Aim of the exercise =
Filter the entries for the word "fixed". Copy each line that has it.

[Input data — start]

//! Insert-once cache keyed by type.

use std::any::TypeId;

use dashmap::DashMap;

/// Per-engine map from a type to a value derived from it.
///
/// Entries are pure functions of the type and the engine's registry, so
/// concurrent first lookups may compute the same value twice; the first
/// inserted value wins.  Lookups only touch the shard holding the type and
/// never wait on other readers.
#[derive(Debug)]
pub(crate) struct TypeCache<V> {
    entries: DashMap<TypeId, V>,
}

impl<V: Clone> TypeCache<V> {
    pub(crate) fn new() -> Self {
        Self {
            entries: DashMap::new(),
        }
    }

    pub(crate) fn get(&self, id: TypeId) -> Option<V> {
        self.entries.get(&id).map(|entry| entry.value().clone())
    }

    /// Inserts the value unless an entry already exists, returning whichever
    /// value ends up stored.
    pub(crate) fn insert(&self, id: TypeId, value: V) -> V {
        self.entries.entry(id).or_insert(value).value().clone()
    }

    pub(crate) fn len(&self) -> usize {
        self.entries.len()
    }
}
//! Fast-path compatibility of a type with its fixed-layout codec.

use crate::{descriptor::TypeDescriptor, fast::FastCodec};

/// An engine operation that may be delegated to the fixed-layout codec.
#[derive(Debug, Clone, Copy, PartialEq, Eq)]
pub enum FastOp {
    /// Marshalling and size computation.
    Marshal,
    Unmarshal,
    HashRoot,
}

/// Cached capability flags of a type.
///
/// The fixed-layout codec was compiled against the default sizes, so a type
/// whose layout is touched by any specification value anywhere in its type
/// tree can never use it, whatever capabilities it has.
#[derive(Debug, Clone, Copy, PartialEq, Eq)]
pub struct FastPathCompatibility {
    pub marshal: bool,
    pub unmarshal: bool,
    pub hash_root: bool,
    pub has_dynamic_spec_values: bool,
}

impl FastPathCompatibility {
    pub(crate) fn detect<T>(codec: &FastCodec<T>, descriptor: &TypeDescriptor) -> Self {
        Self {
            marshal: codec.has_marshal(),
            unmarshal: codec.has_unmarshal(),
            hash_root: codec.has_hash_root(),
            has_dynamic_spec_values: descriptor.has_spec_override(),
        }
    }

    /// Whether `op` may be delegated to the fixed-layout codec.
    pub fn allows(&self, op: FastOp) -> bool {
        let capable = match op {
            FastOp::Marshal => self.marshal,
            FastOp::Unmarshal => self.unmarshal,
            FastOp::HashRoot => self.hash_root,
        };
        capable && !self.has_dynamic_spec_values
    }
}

[Input data — finish]

Response to this task =
//! Fast-path compatibility of a type with its fixed-layout codec.
/// An engine operation that may be delegated to the fixed-layout codec.
/// The fixed-layout codec was compiled against the default sizes, so a type
    /// Whether `op` may be delegated to the fixed-layout codec.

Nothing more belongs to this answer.